WORK TASK:
Nothing in the entries below may be altered; print them as they stand.

(Stored data entries)
Start of Block

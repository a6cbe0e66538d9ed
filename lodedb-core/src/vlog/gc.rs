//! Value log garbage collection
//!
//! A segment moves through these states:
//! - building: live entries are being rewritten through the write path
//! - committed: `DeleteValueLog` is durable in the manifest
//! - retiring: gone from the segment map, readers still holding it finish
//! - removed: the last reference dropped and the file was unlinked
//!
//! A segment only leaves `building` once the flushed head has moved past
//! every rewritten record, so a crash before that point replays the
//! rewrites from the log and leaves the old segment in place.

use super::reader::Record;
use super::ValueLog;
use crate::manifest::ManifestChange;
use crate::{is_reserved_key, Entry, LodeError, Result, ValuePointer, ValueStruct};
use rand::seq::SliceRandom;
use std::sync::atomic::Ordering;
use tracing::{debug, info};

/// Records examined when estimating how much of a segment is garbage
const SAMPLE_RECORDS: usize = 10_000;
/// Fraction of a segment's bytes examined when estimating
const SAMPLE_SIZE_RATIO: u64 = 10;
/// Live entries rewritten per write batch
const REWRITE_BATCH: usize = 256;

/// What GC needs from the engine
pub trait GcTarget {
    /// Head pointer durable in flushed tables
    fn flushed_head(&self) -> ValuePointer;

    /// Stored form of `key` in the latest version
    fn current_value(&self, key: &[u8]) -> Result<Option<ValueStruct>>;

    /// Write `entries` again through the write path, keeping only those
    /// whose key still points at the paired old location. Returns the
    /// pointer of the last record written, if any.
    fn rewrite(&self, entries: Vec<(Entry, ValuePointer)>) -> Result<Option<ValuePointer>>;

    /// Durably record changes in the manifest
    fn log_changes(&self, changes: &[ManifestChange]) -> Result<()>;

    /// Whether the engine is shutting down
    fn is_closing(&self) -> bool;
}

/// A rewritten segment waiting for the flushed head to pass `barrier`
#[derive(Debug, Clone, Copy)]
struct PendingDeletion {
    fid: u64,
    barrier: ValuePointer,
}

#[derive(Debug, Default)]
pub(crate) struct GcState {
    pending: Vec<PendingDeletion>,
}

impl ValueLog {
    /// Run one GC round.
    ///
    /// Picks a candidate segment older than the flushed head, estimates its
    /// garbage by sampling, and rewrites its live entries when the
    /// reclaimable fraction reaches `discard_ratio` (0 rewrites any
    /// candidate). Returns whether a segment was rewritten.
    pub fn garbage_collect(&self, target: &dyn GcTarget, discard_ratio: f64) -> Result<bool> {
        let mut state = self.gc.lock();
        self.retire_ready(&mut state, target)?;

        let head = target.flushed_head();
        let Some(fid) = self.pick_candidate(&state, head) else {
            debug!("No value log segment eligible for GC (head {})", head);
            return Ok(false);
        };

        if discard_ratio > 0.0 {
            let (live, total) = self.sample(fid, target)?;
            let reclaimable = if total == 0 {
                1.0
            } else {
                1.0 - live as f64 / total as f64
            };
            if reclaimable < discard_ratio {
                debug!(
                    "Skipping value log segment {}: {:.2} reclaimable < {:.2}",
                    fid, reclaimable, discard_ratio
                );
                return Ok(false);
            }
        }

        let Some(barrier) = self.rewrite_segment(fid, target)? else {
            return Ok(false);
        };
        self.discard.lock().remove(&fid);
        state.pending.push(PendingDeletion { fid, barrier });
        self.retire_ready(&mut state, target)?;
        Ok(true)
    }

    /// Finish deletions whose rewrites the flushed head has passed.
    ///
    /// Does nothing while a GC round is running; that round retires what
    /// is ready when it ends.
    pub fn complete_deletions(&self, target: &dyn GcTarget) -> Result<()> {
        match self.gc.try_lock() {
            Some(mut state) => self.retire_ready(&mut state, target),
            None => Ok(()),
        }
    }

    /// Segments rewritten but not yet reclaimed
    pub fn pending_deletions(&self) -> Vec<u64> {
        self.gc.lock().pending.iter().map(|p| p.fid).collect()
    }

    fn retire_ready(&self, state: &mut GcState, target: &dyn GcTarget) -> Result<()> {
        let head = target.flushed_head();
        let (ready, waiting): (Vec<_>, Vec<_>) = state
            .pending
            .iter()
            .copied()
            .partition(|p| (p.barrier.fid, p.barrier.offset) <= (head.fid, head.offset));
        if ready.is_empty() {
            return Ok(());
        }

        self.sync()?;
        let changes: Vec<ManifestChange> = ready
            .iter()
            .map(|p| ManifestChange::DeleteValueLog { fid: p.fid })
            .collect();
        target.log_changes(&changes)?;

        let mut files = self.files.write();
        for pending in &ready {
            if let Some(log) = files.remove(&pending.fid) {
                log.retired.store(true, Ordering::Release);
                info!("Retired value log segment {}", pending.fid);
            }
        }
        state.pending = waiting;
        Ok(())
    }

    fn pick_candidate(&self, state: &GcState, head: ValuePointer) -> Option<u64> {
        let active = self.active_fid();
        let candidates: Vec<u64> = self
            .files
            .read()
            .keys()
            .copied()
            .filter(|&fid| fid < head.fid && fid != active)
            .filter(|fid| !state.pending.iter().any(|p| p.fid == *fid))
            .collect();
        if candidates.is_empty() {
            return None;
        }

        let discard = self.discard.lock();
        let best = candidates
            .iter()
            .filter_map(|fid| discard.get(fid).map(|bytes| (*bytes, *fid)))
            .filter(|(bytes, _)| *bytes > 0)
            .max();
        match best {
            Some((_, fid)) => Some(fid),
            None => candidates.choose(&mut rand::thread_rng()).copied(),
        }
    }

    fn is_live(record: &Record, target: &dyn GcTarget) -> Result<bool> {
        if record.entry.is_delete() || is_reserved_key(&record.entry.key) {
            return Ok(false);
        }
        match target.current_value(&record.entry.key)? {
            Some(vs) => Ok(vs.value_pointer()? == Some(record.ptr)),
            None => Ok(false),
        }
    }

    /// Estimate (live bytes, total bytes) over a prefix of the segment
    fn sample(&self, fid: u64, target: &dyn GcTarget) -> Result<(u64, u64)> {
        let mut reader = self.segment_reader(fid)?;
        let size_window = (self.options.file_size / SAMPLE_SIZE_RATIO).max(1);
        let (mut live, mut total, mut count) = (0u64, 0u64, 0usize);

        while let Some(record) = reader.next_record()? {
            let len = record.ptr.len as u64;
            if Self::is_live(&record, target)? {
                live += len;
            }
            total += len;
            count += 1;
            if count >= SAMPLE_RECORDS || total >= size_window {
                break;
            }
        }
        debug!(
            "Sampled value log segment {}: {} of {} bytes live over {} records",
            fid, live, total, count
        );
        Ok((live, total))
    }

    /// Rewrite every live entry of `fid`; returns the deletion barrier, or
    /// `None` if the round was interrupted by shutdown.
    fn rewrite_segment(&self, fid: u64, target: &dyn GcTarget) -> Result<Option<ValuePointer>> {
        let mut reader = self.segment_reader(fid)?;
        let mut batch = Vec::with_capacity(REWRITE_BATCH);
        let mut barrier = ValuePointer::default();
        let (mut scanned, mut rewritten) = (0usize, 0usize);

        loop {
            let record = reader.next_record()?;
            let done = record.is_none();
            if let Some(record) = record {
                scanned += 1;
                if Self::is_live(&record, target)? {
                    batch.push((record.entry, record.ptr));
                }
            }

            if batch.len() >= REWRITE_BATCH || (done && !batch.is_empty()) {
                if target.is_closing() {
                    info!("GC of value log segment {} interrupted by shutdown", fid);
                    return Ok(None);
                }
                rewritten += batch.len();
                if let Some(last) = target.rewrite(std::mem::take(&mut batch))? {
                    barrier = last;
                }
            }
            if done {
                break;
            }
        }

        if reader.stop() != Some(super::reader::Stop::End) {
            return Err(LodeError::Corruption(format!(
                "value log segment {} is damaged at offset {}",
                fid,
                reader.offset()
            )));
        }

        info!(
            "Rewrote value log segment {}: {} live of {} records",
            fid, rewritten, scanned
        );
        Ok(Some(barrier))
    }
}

End of Block

SOLUTION TO THE PROBLEM:
repository a6cbe0e66538d9ed
filename lodedb-core/src/vlog/gc.rs
//! Value log garbage collection
//!
//! A segment moves through these states:
//! - building: live entries are being rewritten through the write path
//! - committed: `DeleteValueLog` is durable in the manifest
//! - retiring: gone from the segment map, readers still holding it finish
//! - removed: the last reference dropped and the file was unlinked
//!
//! A segment only leaves `building` once the flushed head has moved past
//! every rewritten record, so a crash before that point replays the
//! rewrites from the log and leaves the old segment in place.

use super::reader::Record;
use super::ValueLog;
use crate::manifest::ManifestChange;
use crate::{is_reserved_key, Entry, LodeError, Result, ValuePointer, ValueStruct};
use rand::seq::SliceRandom;
use std::sync::atomic::Ordering;
use tracing::{debug, info};

/// Records examined when estimating how much of a segment is garbage
const SAMPLE_RECORDS: usize = 10_000;
/// Fraction of a segment's bytes examined when estimating
const SAMPLE_SIZE_RATIO: u64 = 10;
/// Live entries rewritten per write batch
const REWRITE_BATCH: usize = 256;

/// What GC needs from the engine
pub trait GcTarget {
    /// Head pointer durable in flushed tables
    fn flushed_head(&self) -> ValuePointer;

    /// Stored form of `key` in the latest version
    fn current_value(&self, key: &[u8]) -> Result<Option<ValueStruct>>;

    /// Write `entries` again through the write path, keeping only those
    /// whose key still points at the paired old location. Returns the
    /// pointer of the last record written, if any.
    fn rewrite(&self, entries: Vec<(Entry, ValuePointer)>) -> Result<Option<ValuePointer>>;

    /// Durably record changes in the manifest
    fn log_changes(&self, changes: &[ManifestChange]) -> Result<()>;

    /// Whether the engine is shutting down
    fn is_closing(&self) -> bool;
}

/// A rewritten segment waiting for the flushed head to pass `barrier`
#[derive(Debug, Clone, Copy)]
struct PendingDeletion {
    fid: u64,
    barrier: ValuePointer,
}

#[derive(Debug, Default)]
pub(crate) struct GcState {
    pending: Vec<PendingDeletion>,
}

impl ValueLog {
    /// Run one GC round.
    ///
    /// Picks a candidate segment older than the flushed head, estimates its
    /// garbage by sampling, and rewrites its live entries when the
    /// reclaimable fraction reaches `discard_ratio` (0 rewrites any
    /// candidate). Returns whether a segment was rewritten.
    pub fn garbage_collect(&self, target: &dyn GcTarget, discard_ratio: f64) -> Result<bool> {
        let mut state = self.gc.lock();
        self.retire_ready(&mut state, target)?;

        let head = target.flushed_head();
        let Some(fid) = self.pick_candidate(&state, head) else {
            debug!("No value log segment eligible for GC (head {})", head);
            return Ok(false);
        };

        if discard_ratio > 0.0 {
            let (live, total) = self.sample(fid, target)?;
            let reclaimable = if total == 0 {
                1.0
            } else {
                1.0 - live as f64 / total as f64
            };
            if reclaimable < discard_ratio {
                debug!(
                    "Skipping value log segment {}: {:.2} reclaimable < {:.2}",
                    fid, reclaimable, discard_ratio
                );
                return Ok(false);
            }
        }

        let Some(barrier) = self.rewrite_segment(fid, target)? else {
            return Ok(false);
        };
        self.discard.lock().remove(&fid);
        state.pending.push(PendingDeletion { fid, barrier });
        self.retire_ready(&mut state, target)?;
        Ok(true)
    }

    /// Finish deletions whose rewrites the flushed head has passed.
    ///
    /// Does nothing while a GC round is running; that round retires what
    /// is ready when it ends.
    pub fn complete_deletions(&self, target: &dyn GcTarget) -> Result<()> {
        match self.gc.try_lock() {
            Some(mut state) => self.retire_ready(&mut state, target),
            None => Ok(()),
        }
    }

    /// Segments rewritten but not yet reclaimed
    pub fn pending_deletions(&self) -> Vec<u64> {
        self.gc.lock().pending.iter().map(|p| p.fid).collect()
    }

    fn retire_ready(&self, state: &mut GcState, target: &dyn GcTarget) -> Result<()> {
        let head = target.flushed_head();
        let (ready, waiting): (Vec<_>, Vec<_>) = state
            .pending
            .iter()
            .copied()
            .partition(|p| (p.barrier.fid, p.barrier.offset) <= (head.fid, head.offset));
        if ready.is_empty() {
            return Ok(());
        }

        self.sync()?;
        let changes: Vec<ManifestChange> = ready
            .iter()
            .map(|p| ManifestChange::DeleteValueLog { fid: p.fid })
            .collect();
        target.log_changes(&changes)?;

        let mut files = self.files.write();
        for pending in &ready {
            if let Some(log) = files.remove(&pending.fid) {
                log.retired.store(true, Ordering::Release);
                info!("Retired value log segment {}", pending.fid);
            }
        }
        state.pending = waiting;
        Ok(())
    }

    fn pick_candidate(&self, state: &GcState, head: ValuePointer) -> Option<u64> {
        let active = self.active_fid();
        let candidates: Vec<u64> = self
            .files
            .read()
            .keys()
            .copied()
            .filter(|&fid| fid < head.fid && fid != active)
            .filter(|fid| !state.pending.iter().any(|p| p.fid == *fid))
            .collect();
        if candidates.is_empty() {
            return None;
        }

        let discard = self.discard.lock();
        let best = candidates
            .iter()
            .filter_map(|fid| discard.get(fid).map(|bytes| (*bytes, *fid)))
            .filter(|(bytes, _)| *bytes > 0)
            .max();
        match best {
            Some((_, fid)) => Some(fid),
            None => candidates.choose(&mut rand::thread_rng()).copied(),
        }
    }

    fn is_live(record: &Record, target: &dyn GcTarget) -> Result<bool> {
        if record.entry.is_delete() || is_reserved_key(&record.entry.key) {
            return Ok(false);
        }
        match target.current_value(&record.entry.key)? {
            Some(vs) => Ok(vs.value_pointer()? == Some(record.ptr)),
            None => Ok(false),
        }
    }

    /// Estimate (live bytes, total bytes) over a prefix of the segment
    fn sample(&self, fid: u64, target: &dyn GcTarget) -> Result<(u64, u64)> {
        let mut reader = self.segment_reader(fid)?;
        let size_window = (self.options.file_size / SAMPLE_SIZE_RATIO).max(1);
        let (mut live, mut total, mut count) = (0u64, 0u64, 0usize);

        while let Some(record) = reader.next_record()? {
            let len = record.ptr.len as u64;
            if Self::is_live(&record, target)? {
                live += len;
            }
            total += len;
            count += 1;
            if count >= SAMPLE_RECORDS || total >= size_window {
                break;
            }
        }
        debug!(
            "Sampled value log segment {}: {} of {} bytes live over {} records",
            fid, live, total, count
        );
        Ok((live, total))
    }

    /// Rewrite every live entry of `fid`; returns the deletion barrier, or
    /// `None` if the round was interrupted by shutdown.
    fn rewrite_segment(&self, fid: u64, target: &dyn GcTarget) -> Result<Option<ValuePointer>> {
        let mut reader = self.segment_reader(fid)?;
        let mut batch = Vec::with_capacity(REWRITE_BATCH);
        let mut barrier = ValuePointer::default();
        let (mut scanned, mut rewritten) = (0usize, 0usize);

        loop {
            let record = reader.next_record()?;
            let done = record.is_none();
            if let Some(record) = record {
                scanned += 1;
                if Self::is_live(&record, target)? {
                    batch.push((record.entry, record.ptr));
                }
            }

            if batch.len() >= REWRITE_BATCH || (done && !batch.is_empty()) {
                if target.is_closing() {
                    info!("GC of value log segment {} interrupted by shutdown", fid);
                    return Ok(None);
                }
                rewritten += batch.len();
                if let Some(last) = target.rewrite(std::mem::take(&mut batch))? {
                    barrier = last;
                }
            }
            if done {
                break;
            }
        }

        if reader.stop() != Some(super::reader::Stop::End) {
            return Err(LodeError::Corruption(format!(
                "value log segment {} is damaged at offset {}",
                fid,
                reader.offset()
            )));
        }

        info!(
            "Rewrote value log segment {}: {} live of {} records",
            fid, rewritten, scanned
        );
        Ok(Some(barrier))
    }
}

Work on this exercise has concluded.